Tuesday, January 20, 2009

She's a lady - another pet story

My daughter's new dog, Tiki, finally went into heat. She is the smallest dog that's ever walked this earth and (of course) the cutest (at probably 2 lbs. wet and with ankle weights).

I noticed this change last night, after she used her training pad in the house. Couldn't wait to tell my daughter (who was at her dad's), so I called her immediately. The first thing she said was something about it not being possible that her dog get her period before her, and then she begged me to not "make" her dog have babies, but to let the dog choose (huh?).

Anyway, she said this because her last dog, Carmela, was cruelly forced into (no pun) mating with this hideous creature: a teacup-size poodle stud, all-white, 2.5 lbs., with a member he could proudly base a rap career on, walking toward us whilst moving his pelvic area back and forth. He was terrifying, much more so than a Chuckie doll waiting to give you an OB exam.

As I held helpless Carmie, and offered up her virginity to Satan's Lapdog, the matter-of-factly pimp of a woman that was the other dog's owner reached for her dog's penis and proceeded to insert it in said virgin's hole.

"Is this really necessary?" I thought to myself, as Carmie turned her head towards me with imploring eyes. "Why? What's with the inserting gross things inside me?", she seemed to say. To make matters worse, the Madam told us (my step-daughter Kelly was with me, just because I self-destroy by bringing witnesses into my ever-evolving world of crazy) to hold Carm butt-to-the-sky to make sure the "stuff" went in.

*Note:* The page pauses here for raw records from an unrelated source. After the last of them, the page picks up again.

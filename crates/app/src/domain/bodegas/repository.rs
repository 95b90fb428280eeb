//! Bodegas Repository

use async_trait::async_trait;
use mockall::automock;
use tokio::sync::RwLock;

use crate::domain::bodegas::{errors::BodegasRepositoryError, records::BodegaRecord};

/// In-memory record table, kept in seed order.
#[derive(Debug, Default)]
pub struct MemoryBodegasRepository {
    bodegas: RwLock<Vec<BodegaRecord>>,
}

impl MemoryBodegasRepository {
    #[must_use]
    pub fn new(bodegas: Vec<BodegaRecord>) -> Self {
        Self {
            bodegas: RwLock::new(bodegas),
        }
    }
}

#[async_trait]
impl BodegasRepository for MemoryBodegasRepository {
    async fn list_bodegas(&self) -> Result<Vec<BodegaRecord>, BodegasRepositoryError> {
        Ok(self.bodegas.read().await.clone())
    }

    async fn get_bodega(&self, id: &str) -> Result<BodegaRecord, BodegasRepositoryError> {
        self.bodegas
            .read()
            .await
            .iter()
            .find(|bodega| bodega.id == id)
            .cloned()
            .ok_or(BodegasRepositoryError::NotFound)
    }

    async fn find_bodega(&self, identifier: &str) -> Result<BodegaRecord, BodegasRepositoryError> {
        self.bodegas
            .read()
            .await
            .iter()
            .find(|bodega| bodega.is_identified_by(identifier))
            .cloned()
            .ok_or(BodegasRepositoryError::NotFound)
    }

    async fn replace_bodega(
        &self,
        bodega: BodegaRecord,
    ) -> Result<BodegaRecord, BodegasRepositoryError> {
        let mut bodegas = self.bodegas.write().await;

        let slot = bodegas
            .iter_mut()
            .find(|current| current.id == bodega.id)
            .ok_or(BodegasRepositoryError::NotFound)?;

        slot.clone_from(&bodega);

        Ok(bodega)
    }
}

/// Storage for bodega records.
///
/// Lookups by `identifier` accept the internal id or the display code.
#[automock]
#[async_trait]
pub trait BodegasRepository: Send + Sync {
    /// All records, in seed order.
    async fn list_bodegas(&self) -> Result<Vec<BodegaRecord>, BodegasRepositoryError>;

    /// Record with exactly this internal id.
    async fn get_bodega(&self, id: &str) -> Result<BodegaRecord, BodegasRepositoryError>;

    /// Record whose id or codigo equals `identifier`.
    async fn find_bodega(&self, identifier: &str) -> Result<BodegaRecord, BodegasRepositoryError>;

    /// Replace the record sharing `bodega.id`.
    async fn replace_bodega(
        &self,
        bodega: BodegaRecord,
    ) -> Result<BodegaRecord, BodegasRepositoryError>;
}

#[cfg(test)]
mod tests {
    use testresult::TestResult;

    use crate::test::make_bodega;

    use super::*;

    fn repository() -> MemoryBodegasRepository {
        let mut coded = make_bodega("A2");
        coded.codigo = "B-102".to_string();

        MemoryBodegasRepository::new(vec![make_bodega("A1"), coded, make_bodega("A3")])
    }

    #[tokio::test]
    async fn list_keeps_seed_order() -> TestResult {
        let ids: Vec<String> = repository()
            .list_bodegas()
            .await?
            .into_iter()
            .map(|bodega| bodega.id)
            .collect();

        assert_eq!(ids, ["A1", "A2", "A3"]);

        Ok(())
    }

    #[tokio::test]
    async fn get_matches_id_only() -> TestResult {
        let repository = repository();

        assert_eq!(repository.get_bodega("A2").await?.codigo, "B-102");

        let result = repository.get_bodega("B-102").await;

        assert!(
            matches!(result, Err(BodegasRepositoryError::NotFound)),
            "expected NotFound, got {result:?}"
        );

        Ok(())
    }

    #[tokio::test]
    async fn find_matches_id_or_codigo() -> TestResult {
        let repository = repository();

        assert_eq!(repository.find_bodega("B-102").await?.id, "A2");
        assert_eq!(repository.find_bodega("A3").await?.id, "A3");
        assert!(repository.find_bodega("Z9").await.is_err(), "Z9 is unknown");

        Ok(())
    }

    #[tokio::test]
    async fn replace_overwrites_in_place() -> TestResult {
        let repository = repository();

        let mut bodega = repository.get_bodega("A3").await?;
        bodega.piso = -1;

        repository.replace_bodega(bodega).await?;

        let listed = repository.list_bodegas().await?;

        assert_eq!(listed.len(), 3);
        assert_eq!(listed.last().map(|bodega| bodega.piso), Some(-1));

        Ok(())
    }

    #[tokio::test]
    async fn replace_unknown_id_is_not_found() {
        let result = repository().replace_bodega(make_bodega("Z9")).await;

        assert!(
            matches!(result, Err(BodegasRepositoryError::NotFound)),
            "expected NotFound, got {result:?}"
        );
    }
}
//! Process-global observability runtime settings.

use std::sync::atomic::{AtomicU64, Ordering};

use crate::config::ServerConfig;

const DEFAULT_SLOW_REQUEST_THRESHOLD_MS: u64 = 1_000;

static SLOW_REQUEST_THRESHOLD_MS: AtomicU64 = AtomicU64::new(DEFAULT_SLOW_REQUEST_THRESHOLD_MS);

pub(super) fn apply_runtime_config(config: &ServerConfig) {
    SLOW_REQUEST_THRESHOLD_MS.store(
        config.observability.slow_request_threshold_ms,
        Ordering::Relaxed,
    );
}

pub(super) fn slow_request_threshold_ms() -> u64 {
    SLOW_REQUEST_THRESHOLD_MS.load(Ordering::Relaxed)
}
//! Bodegas Application CLI

use std::process;

use clap::Parser;

mod cli;

#[tokio::main]
pub async fn main() {
    let _env = dotenvy::dotenv();

    let cli = cli::Cli::parse();

    if let Err(error) = cli.run().await {
        eprintln!("{error}");
        process::exit(1);
    }
}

Some of it did, some of it did not. Some went on Kelly, as she had held Carmie with comforting love. She then quickly passed her to me, butt down. Grossed-out and alert, I reached for her and turned her butt up again. Carmie whimpered, so butt down. As I brought her closer to me, butt back up. Yes I felt bad for treating her like a snow globe, but I knew if any of Satan's Lapdog's jizz went anywhere on me I would be cursed with feeling it indefinitely on whatever spot it landed. Because if a wet kiss on the cheek doesn't go away so easily...

Thankfully, my daughter (Carmela's owner) was too young to personally witness this, although she remembers the incident because afterwords Carmela developed an infection that almost took her life, and that was a big deal at our house. She was literally minutes away from a ruptured uterus that would have been the end of her. But she survived.

Carmie's attitude toward male dogs did change after this incident, especially since she had to have all of her reproductive organs removed. Regardless, she was a good dog.

And a true bitch.


In memory of Carmela, whom I miss dearly, and haven't given up on.